# WORK TO COMPLETE
Collect all lines containing the word "impl" from the data.

# Collected data entries

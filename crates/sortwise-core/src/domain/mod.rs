//! Domain model (comparable values, algorithms, ids, errors).

pub mod comparable;
pub mod algorithm;
pub mod ids;
pub mod errors;

pub use self::comparable::Comparable;
pub use self::algorithm::SortAlgorithm;
pub use self::ids::RunId;
pub use self::errors::SortwiseError;
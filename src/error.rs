//! Error taxonomy for the portfolio pipeline.

use thiserror::Error;

pub type BoardResult<T> = Result<T, BoardError>;

/// Failures surfaced by the portfolio pipeline.
///
/// Each variant is a distinct user-visible state. Risk scoring and sorting
/// never produce one of these.
#[derive(Error, Debug)]
pub enum BoardError {
    /// Bad caller input. Rejected before any collaborator is contacted.
    #[error("Invalid request: {0}")]
    InvalidRequest(String),

    /// The optimizer crashed, timed out, exited non-zero or printed
    /// something that is not JSON.
    #[error("Optimizer unavailable: {diagnostic}")]
    OptimizerUnavailable {
        /// Raw stderr/stdout or spawn error, kept for logging.
        diagnostic: String,
    },

    /// The optimizer answered with JSON of the wrong shape.
    #[error("Optimizer contract violation: {0}")]
    OptimizerContractViolation(String),

    /// Not a single holding could be priced.
    #[error("Quote source unavailable: none of {attempted} symbols could be valued")]
    QuoteSourceUnavailable { attempted: usize },

    /// One symbol failed to price. Only ever seen inside a valuation batch.
    #[error("Quote fetch failed for {symbol}: {message}")]
    QuoteFetch { symbol: String, message: String },

    #[error("Not found: {0}")]
    NotFound(String),

    #[error("Store write failure: {0}")]
    StoreWriteFailure(String),
}

impl BoardError {
    pub fn invalid(message: impl Into<String>) -> Self {
        Self::InvalidRequest(message.into())
    }

    pub fn quote_fetch(symbol: &str, message: impl Into<String>) -> Self {
        Self::QuoteFetch {
            symbol: symbol.to_string(),
            message: message.into(),
        }
    }

    /// True for the failures a caller should report as "nothing stored".
    pub fn is_not_found(&self) -> bool {
        matches!(self, Self::NotFound(_))
    }
}

impl From<std::io::Error> for BoardError {
    fn from(e: std::io::Error) -> Self {
        Self::StoreWriteFailure(e.to_string())
    }
}

impl From<serde_json::Error> for BoardError {
    fn from(e: serde_json::Error) -> Self {
        Self::StoreWriteFailure(format!("invalid JSON document: {}", e))
    }
}

impl From<csv::Error> for BoardError {
    fn from(e: csv::Error) -> Self {
        Self::StoreWriteFailure(format!("invalid CSV document: {}", e))
    }
}
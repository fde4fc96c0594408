//! Background refresh of the cached board.
//!
//! Re-values the portfolio of whoever currently owns the price cache on a
//! fixed period. Nobody owning the cache means there is nothing to refresh.

use std::sync::Arc;
use tokio::task::JoinHandle;
use tokio::time::{interval, Duration, MissedTickBehavior};
use tracing::{debug, info, warn};

use crate::service::PortfolioService;

/// Starts the refresh loop. The first refresh happens one `period` after
/// the call; abort the handle to stop it.
pub fn start_refresh_scheduler(service: Arc<PortfolioService>, period: Duration) -> JoinHandle<()> {
    tokio::spawn(async move {
        info!("Board refresh scheduler started ({:?} interval)", period);

        let mut ticker = interval(period);
        ticker.set_missed_tick_behavior(MissedTickBehavior::Delay);
        // first tick is immediate, the board was just valued
        ticker.tick().await;

        loop {
            ticker.tick().await;
            run_scheduled_refresh(&service).await;
        }
    })
}

/// One refresh. Returns whether a valuation completed.
pub async fn run_scheduled_refresh(service: &PortfolioService) -> bool {
    let Some(owner) = service.cache().owner().await else {
        debug!("Scheduled refresh skipped: no board is open");
        return false;
    };

    match service.refresh_board(&owner).await {
        Ok(rows) => {
            info!(owner = %owner, "Scheduled refresh valued {} holdings", rows.len());
            true
        }
        Err(e) => {
            warn!(owner = %owner, "Scheduled refresh failed: {}", e);
            false
        }
    }
}

#[cfg(test)]
mod tests {
    use super::*;
    use crate::investor::{Identity, Questionnaire};
    use crate::optimizer::{FakeOptimizer, OptimizerClient};
    use crate::preferences::InMemoryPreferenceStore;
    use crate::stocks::StaticQuoteSource;
    use crate::store::InMemoryPortfolioStore;
    use crate::valuation::ValuationEngine;

    async fn service_with_portfolio(email: &str) -> Arc<PortfolioService> {
        let service = PortfolioService::new(
            OptimizerClient::new(FakeOptimizer::returning(
                r#"{"selected_assets": ["AAA"], "weights": [1.0]}"#,
            )),
            Arc::new(InMemoryPortfolioStore::new()),
            Arc::new(InMemoryPreferenceStore::new()),
            Arc::new(StaticQuoteSource::new().with_price("AAA", 20.0)),
            ValuationEngine::new(Duration::ZERO),
        );
        let q = Questionnaire::new(Identity::parse(email).unwrap(), [1; 7], 5, 100.0, 1).unwrap();
        service.submit(q).await.unwrap();
        Arc::new(service)
    }

    #[tokio::test]
    async fn test_refresh_without_owner_is_skipped() {
        let service = service_with_portfolio("a@x.com").await;
        assert!(!run_scheduled_refresh(&service).await);
        assert!(service.cache().owner().await.is_none());
    }

    #[tokio::test]
    async fn test_refresh_failure_is_reported() {
        let service = service_with_portfolio("a@x.com").await;
        let stranger = Identity::parse("b@x.com").unwrap();
        service.cache().ticket(&stranger).await;
        assert!(!run_scheduled_refresh(&service).await);
    }

    #[tokio::test(start_paused = true)]
    async fn test_scheduler_refreshes_current_owner() {
        let service = service_with_portfolio("a@x.com").await;
        let a = Identity::parse("a@x.com").unwrap();
        service.cache().ticket(&a).await;

        let handle = start_refresh_scheduler(service.clone(), Duration::from_secs(60));

        tokio::time::sleep(Duration::from_secs(30)).await;
        assert!(service.cache().get(&a).await.is_none());

        tokio::time::sleep(Duration::from_secs(31)).await;
        let cached = service.cache().get(&a).await.unwrap();
        assert_eq!(cached.rows[0].units_owned, Some(5.0));

        handle.abort();
    }
}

# WRITTEN ANSWER
impl BoardError {
    pub fn invalid(message: impl Into<String>) -> Self {
    pub fn quote_fetch(symbol: &str, message: impl Into<String>) -> Self {
impl From<std::io::Error> for BoardError {
impl From<serde_json::Error> for BoardError {
impl From<csv::Error> for BoardError {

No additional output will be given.